И вот двое, сопровождаемые каждый своим секундантом и врачом, заняли позиции на расстоянии 10 шагов под Уихокеном на нависающем над водами Гудзона выступе. Пистолетная дуэль, особенно та, в которой участники делают всего по одному выстрелу, протекает очень краткосрочно. «Деловое свидание» Бёрра и Хэмилтона не стало исключением. Как бы там ни было, однако появились две совершенно противоречивые версии происходившего в те считаные секунды между тем, как прозвучала команда открыть огонь, и моментом, когда Хэмилтон упал на землю. На этих несхожих вариантах и основан противоречивый миф, окружающий дуэль. По версии стороны Хэмилтона, Бёрр выстрелил первым, и попадание пули привело к тому, что Хэмилтон непроизвольно разрядил пистолет вверх и в сторону. В лагере Бёрра предпочитают числить первый выстрел за Хэмилтоном, который по какой-то причине — все равно по какой — промахнулся, дав Бёрру секунду-другую на то, чтобы остояться и отправить в полет роковую пулю.
Придирчивый анализ Эллиса отвергает версию дуэли по Хэмилтону, приходя к выводу, что первым выстрелил все-таки Хэмилтон, но промахнулся, вероятно, из-за принятого накануне решения выстрелить широко (или не очень широко, но специально не целясь).

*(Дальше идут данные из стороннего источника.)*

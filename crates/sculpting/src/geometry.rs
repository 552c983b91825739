//! Flat triangle geometry mutated by sculpt strokes.
//!
//! The buffer is three parallel arrays: vertex positions, vertex normals and
//! a triangle index list. Vertex indices never change for the lifetime of the
//! buffer; strokes only overwrite positions and normals in place.
//!
//! All invariants are checked once at construction, so the per-frame stroke
//! passes can index into the arrays without further validation.

use glam::Vec3;
use std::collections::HashMap;

use crate::error::GeometryError;
use crate::normals::triangle_normal;
use crate::spatial::Aabb;

/// Identifier of a triangle: its position in the index list divided by 3.
#[derive(Debug, Clone, Copy, PartialEq, Eq, Hash, PartialOrd, Ord)]
pub struct TriangleId(pub u32);

impl TriangleId {
    #[inline]
    pub fn index(self) -> usize {
        self.0 as usize
    }
}

/// A triangle as offered to a spatial-index visitor.
#[derive(Debug, Clone, Copy, PartialEq)]
pub struct Triangle {
    pub id: TriangleId,
    /// Global vertex indices in winding order
    pub vertices: [u32; 3],
    /// Positions of the three vertices at the time of the query
    pub positions: [Vec3; 3],
}

/// Vertex positions, vertex normals and triangle indices for one mesh.
#[derive(Debug, Clone, PartialEq)]
pub struct GeometryBuffer {
    positions: Vec<Vec3>,
    normals: Vec<Vec3>,
    indices: Vec<u32>,
}

impl GeometryBuffer {
    /// Build a buffer from existing positions, normals and indices.
    ///
    /// Fails if the index list is empty, its length is not a multiple of 3,
    /// any index is out of range, or the normal count differs from the
    /// position count.
    pub fn new(
        positions: Vec<Vec3>,
        normals: Vec<Vec3>,
        indices: Vec<u32>,
    ) -> Result<Self, GeometryError> {
        if normals.len() != positions.len() {
            return Err(GeometryError::NormalCountMismatch {
                positions: positions.len(),
                normals: normals.len(),
            });
        }
        validate_indices(positions.len(), &indices)?;

        Ok(Self {
            positions,
            normals,
            indices,
        })
    }

    /// Build a buffer from positions and indices, computing smooth normals.
    pub fn from_triangles(positions: Vec<Vec3>, indices: Vec<u32>) -> Result<Self, GeometryError> {
        validate_indices(positions.len(), &indices)?;

        let mut buffer = Self {
            normals: vec![Vec3::ZERO; positions.len()],
            positions,
            indices,
        };
        buffer.recompute_normals();
        Ok(buffer)
    }

    /// Closed sphere centered on the origin, built by subdividing an
    /// icosahedron whose poles lie on the Z axis.
    ///
    /// Vertex 0 is always the north pole at `(0, 0, radius)`.
    pub fn icosphere(radius: f32, subdivisions: u32) -> Self {
        let (mut positions, mut indices) = icosahedron();

        for _ in 0..subdivisions {
            let mut midpoints: HashMap<(u32, u32), u32> = HashMap::new();
            let mut next = Vec::with_capacity(indices.len() * 4);

            for tri in indices.chunks_exact(3) {
                let (a, b, c) = (tri[0], tri[1], tri[2]);
                let ab = midpoint(&mut positions, &mut midpoints, a, b);
                let bc = midpoint(&mut positions, &mut midpoints, b, c);
                let ca = midpoint(&mut positions, &mut midpoints, c, a);

                next.extend_from_slice(&[a, ab, ca]);
                next.extend_from_slice(&[b, bc, ab]);
                next.extend_from_slice(&[c, ca, bc]);
                next.extend_from_slice(&[ab, bc, ca]);
            }

            indices = next;
        }

        // Unit-sphere normals are the positions themselves.
        let normals = positions.clone();
        let positions = positions.into_iter().map(|p| p * radius).collect();

        Self {
            positions,
            normals,
            indices,
        }
    }

    pub fn vertex_count(&self) -> usize {
        self.positions.len()
    }

    pub fn triangle_count(&self) -> usize {
        self.indices.len() / 3
    }

    pub fn positions(&self) -> &[Vec3] {
        &self.positions
    }

    pub fn normals(&self) -> &[Vec3] {
        &self.normals
    }

    pub fn indices(&self) -> &[u32] {
        &self.indices
    }

    #[inline]
    pub fn position(&self, vertex: u32) -> Vec3 {
        self.positions[vertex as usize]
    }

    #[inline]
    pub fn normal(&self, vertex: u32) -> Vec3 {
        self.normals[vertex as usize]
    }

    #[inline]
    pub(crate) fn set_position(&mut self, vertex: u32, position: Vec3) {
        self.positions[vertex as usize] = position;
    }

    #[inline]
    pub(crate) fn set_normal(&mut self, vertex: u32, normal: Vec3) {
        self.normals[vertex as usize] = normal;
    }

    /// Vertex indices of a triangle, in winding order.
    #[inline]
    pub fn triangle_vertices(&self, triangle: TriangleId) -> [u32; 3] {
        let base = triangle.index() * 3;
        [
            self.indices[base],
            self.indices[base + 1],
            self.indices[base + 2],
        ]
    }

    #[inline]
    pub fn triangle_positions(&self, triangle: TriangleId) -> [Vec3; 3] {
        self.triangle_vertices(triangle).map(|v| self.position(v))
    }

    /// Unit face normal from current positions (zero for degenerate triangles).
    pub fn face_normal(&self, triangle: TriangleId) -> Vec3 {
        let [a, b, c] = self.triangle_positions(triangle);
        triangle_normal(a, b, c)
    }

    pub fn triangle(&self, triangle: TriangleId) -> Triangle {
        let vertices = self.triangle_vertices(triangle);
        Triangle {
            id: triangle,
            vertices,
            positions: vertices.map(|v| self.position(v)),
        }
    }

    /// Iterate all triangles in index-list order.
    pub fn triangles(&self) -> impl Iterator<Item = Triangle> + '_ {
        (0..self.triangle_count() as u32).map(move |t| self.triangle(TriangleId(t)))
    }

    /// Bounds of every vertex referenced by a triangle.
    pub fn bounds(&self) -> Aabb {
        Aabb::from_points(self.indices.iter().map(|&i| self.position(i)))
    }

    /// Recompute every vertex normal as the mean of its incident face normals.
    ///
    /// Vertices not referenced by any triangle keep their current normal.
    pub fn recompute_normals(&mut self) {
        let mut sums = vec![Vec3::ZERO; self.positions.len()];
        let mut counts = vec![0u32; self.positions.len()];

        for tri in self.triangles() {
            let [a, b, c] = tri.positions;
            let normal = triangle_normal(a, b, c);
            for v in tri.vertices {
                sums[v as usize] += normal;
                counts[v as usize] += 1;
            }
        }

        for (vertex, (sum, count)) in sums.into_iter().zip(counts).enumerate() {
            if count > 0 {
                self.normals[vertex] = sum / count as f32;
            }
        }
    }

    /// Raw bytes of the position array, laid out as packed `f32` triples.
    pub fn position_bytes(&self) -> &[u8] {
        bytemuck::cast_slice(&self.positions)
    }

    /// Raw bytes of the normal array, laid out as packed `f32` triples.
    pub fn normal_bytes(&self) -> &[u8] {
        bytemuck::cast_slice(&self.normals)
    }

    /// Raw bytes of the index list.
    pub fn index_bytes(&self) -> &[u8] {
        bytemuck::cast_slice(&self.indices)
    }
}

fn validate_indices(vertex_count: usize, indices: &[u32]) -> Result<(), GeometryError> {
    if u32::try_from(vertex_count).is_err() {
        return Err(GeometryError::TooManyVertices(vertex_count));
    }
    if indices.is_empty() {
        return Err(GeometryError::NoTriangles);
    }
    if indices.len() % 3 != 0 {
        return Err(GeometryError::IndexCountNotTriangles(indices.len()));
    }

    if let Some((offset, &index)) = indices
        .iter()
        .enumerate()
        .find(|&(_, &i)| i as usize >= vertex_count)
    {
        return Err(GeometryError::IndexOutOfRange {
            triangle: (offset / 3) as u32,
            index,
            vertex_count,
        });
    }

    Ok(())
}

/// Unit icosahedron with a vertex at each pole of the Z axis.
fn icosahedron() -> (Vec<Vec3>, Vec<u32>) {
    let h = 1.0 / 5.0_f32.sqrt();
    let r = 2.0 * h;
    let step = std::f32::consts::TAU / 5.0;

    let mut positions = Vec::with_capacity(12);
    positions.push(Vec3::Z);
    for k in 0..5 {
        let angle = k as f32 * step;
        positions.push(Vec3::new(r * angle.cos(), r * angle.sin(), h));
    }
    for k in 0..5 {
        let angle = (k as f32 + 0.5) * step;
        positions.push(Vec3::new(r * angle.cos(), r * angle.sin(), -h));
    }
    positions.push(Vec3::NEG_Z);

    let mut indices = Vec::with_capacity(60);
    for k in 0..5u32 {
        let upper = 1 + k;
        let upper_next = 1 + (k + 1) % 5;
        let lower = 6 + k;
        let lower_next = 6 + (k + 1) % 5;

        indices.extend_from_slice(&[0, upper, upper_next]);
        indices.extend_from_slice(&[upper, lower, upper_next]);
        indices.extend_from_slice(&[upper_next, lower, lower_next]);
        indices.extend_from_slice(&[11, lower_next, lower]);
    }

    (positions, indices)
}

fn midpoint(
    positions: &mut Vec<Vec3>,
    cache: &mut HashMap<(u32, u32), u32>,
    a: u32,
    b: u32,
) -> u32 {
    let key = if a < b { (a, b) } else { (b, a) };
    *cache.entry(key).or_insert_with(|| {
        let p = (positions[a as usize] + positions[b as usize]).normalize();
        positions.push(p);
        (positions.len() - 1) as u32
    })
}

Бёрр, не знавший о намерении Хэмилтона послать пулю «в молоко», наблюдал лишь выстрел Хэмилтона в него и посему, следуя дуэльному этикету, обязывавшему его сделать ход, выстрелил в противника{572}.
Хэмилтон умер во второй половине следующего дня и был предан погребению со всеми подобающими почестями. Тем временем Бёрр позорно бежал из Нью-Йорка, стремясь избежать обвинения в участии в дуэли и в убийстве. Какой бы ни был исход столкновения, Хэмилтон выиграл пропагандистскую кампанию. Как считает Эллис: «Подавляющее мнение общественности состояло в том, что Бёрр просто хладнокровно убил Хэмилтона»{573}. Нельзя сказать, что вердикт истории как-то отличался от такого заключения.

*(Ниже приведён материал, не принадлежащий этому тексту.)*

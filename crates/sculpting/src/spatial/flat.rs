//! Single-node spatial index.

use tracing::trace;

use super::{Aabb, Containment, ShapecastVisitor, SpatialIndex};
use crate::geometry::GeometryBuffer;

/// An index with one node holding every triangle.
///
/// The node's bounds are captured when the index is built. Strokes move
/// vertices without touching the index, so the bounds go stale until
/// [`FlatIndex::refit`] is called.
///
/// Once a surface has been pulled more than a brush radius outside the
/// stale box, the root is pruned and that area can no longer be sculpted.
/// Hosts that sculpt repeatedly in one place call `refit` after strokes,
/// e.g. when `StrokeReport::vertices_moved` is non-zero.
#[derive(Debug, Clone)]
pub struct FlatIndex {
    bounds: Aabb,
}

impl FlatIndex {
    pub fn new(geometry: &GeometryBuffer) -> Self {
        Self {
            bounds: geometry.bounds(),
        }
    }

    pub fn bounds(&self) -> &Aabb {
        &self.bounds
    }

    /// Recompute the node bounds from the current positions.
    pub fn refit(&mut self, geometry: &GeometryBuffer) {
        self.bounds = geometry.bounds();
    }
}

impl SpatialIndex for FlatIndex {
    fn shapecast<V: ShapecastVisitor>(&self, geometry: &GeometryBuffer, visitor: &mut V) -> bool {
        let contained = match visitor.intersects_bounds(&self.bounds) {
            Containment::NotIntersected => {
                trace!("flat index: root pruned");
                return false;
            }
            Containment::Contained => true,
            Containment::Intersected => false,
        };

        geometry
            .triangles()
            .any(|triangle| visitor.intersects_triangle(&triangle, contained))
    }
}

#[cfg(test)]
mod tests {
    use super::*;
    use crate::geometry::{Triangle, TriangleId};
    use glam::Vec3;

    /// Records every callback and stops after `stop_after` triangles.
    struct Recorder {
        answer: Containment,
        seen: Vec<(TriangleId, bool)>,
        stop_after: Option<usize>,
    }

    impl ShapecastVisitor for Recorder {
        fn intersects_bounds(&mut self, _bounds: &Aabb) -> Containment {
            self.answer
        }

        fn intersects_triangle(&mut self, triangle: &Triangle, contained: bool) -> bool {
            self.seen.push((triangle.id, contained));
            self.stop_after.is_some_and(|n| self.seen.len() >= n)
        }
    }

    fn recorder(answer: Containment) -> Recorder {
        Recorder {
            answer,
            seen: Vec::new(),
            stop_after: None,
        }
    }

    #[test]
    fn test_pruned_root_offers_nothing() {
        let sphere = GeometryBuffer::icosphere(1.0, 1);
        let index = FlatIndex::new(&sphere);
        let mut visitor = recorder(Containment::NotIntersected);

        assert!(!index.shapecast(&sphere, &mut visitor));
        assert!(visitor.seen.is_empty());
    }

    #[test]
    fn test_offers_every_triangle_with_containment_flag() {
        let sphere = GeometryBuffer::icosphere(1.0, 1);
        let index = FlatIndex::new(&sphere);

        let mut visitor = recorder(Containment::Contained);
        index.shapecast(&sphere, &mut visitor);
        assert_eq!(visitor.seen.len(), sphere.triangle_count());
        assert!(visitor.seen.iter().all(|&(_, contained)| contained));

        let mut visitor = recorder(Containment::Intersected);
        index.shapecast(&sphere, &mut visitor);
        assert_eq!(visitor.seen.len(), sphere.triangle_count());
        assert!(visitor.seen.iter().all(|&(_, contained)| !contained));
    }

    #[test]
    fn test_visitor_can_stop_early() {
        let sphere = GeometryBuffer::icosphere(1.0, 1);
        let index = FlatIndex::new(&sphere);
        let mut visitor = Recorder {
            stop_after: Some(3),
            ..recorder(Containment::Intersected)
        };

        assert!(index.shapecast(&sphere, &mut visitor));
        assert_eq!(visitor.seen.len(), 3);
    }

    #[test]
    fn test_refit_tracks_moved_vertices() {
        let mut sphere = GeometryBuffer::icosphere(1.0, 0);
        let mut index = FlatIndex::new(&sphere);
        assert!((index.bounds().max.z - 1.0).abs() < 1e-6);

        sphere.set_position(0, Vec3::new(0.0, 0.0, 3.0));
        assert!((index.bounds().max.z - 1.0).abs() < 1e-6);

        index.refit(&sphere);
        assert!((index.bounds().max.z - 3.0).abs() < 1e-6);
    }

    #[test]
    fn test_stale_bounds_prune_until_refit() {
        use crate::region::StrokeRegion;
        use crate::spatial::Sphere;

        let mut sphere = GeometryBuffer::icosphere(1.0, 2);
        let mut index = FlatIndex::new(&sphere);

        // Pull the pole far above the box captured at build time.
        sphere.set_position(0, Vec3::new(0.0, 0.0, 3.0));
        let brush = Sphere::new(Vec3::new(0.0, 0.0, 3.0), 0.1);
        assert!(StrokeRegion::query(&index, &sphere, brush).is_empty());

        index.refit(&sphere);
        let region = StrokeRegion::query(&index, &sphere, brush);
        assert!(region.contains_vertex(0));
    }
}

Дуэль Бёрра и Хэмилтона прочно обосновалась в историческом сознании американцев. Она настолько значительна для американской истории, что не идет в этом разрезе в сравнение ни с какой другой дуэлью, когда-либо происходившей в другой стране. Ни во Франции, ни в Британии — в странах, если так можно выразиться, наживших куда более значительный дуэльный опыт, чем Соединенные Штаты, нет ничего сравнимого с встречей Бёрр — Хэмилтон по печальной знаменитости события и его историческому резонансу. Подыскивая параллели во Франции, вероятно, можно назвать поединок Клемансо с Полем Деруледом или b?tise — безделицу — между графом д’Артуа и герцогом де Бурбоном. Лучший кандидат от Британии в этом смысле герцог Веллингтон и его дуэль с лордом Уинчелси. Но ни одна из встреч не может претендовать на ту же славу, что и поединок Бёрра с Хэмилтоном. В июле 2004 г., отчасти в ознаменование двухсотлетней годовщины дуэли и в каком-то смысле (как ни забавно) для увековечения символического примирения между потомками Бёрра и Хэмилтона, бой был заново инсценирован и сыгран.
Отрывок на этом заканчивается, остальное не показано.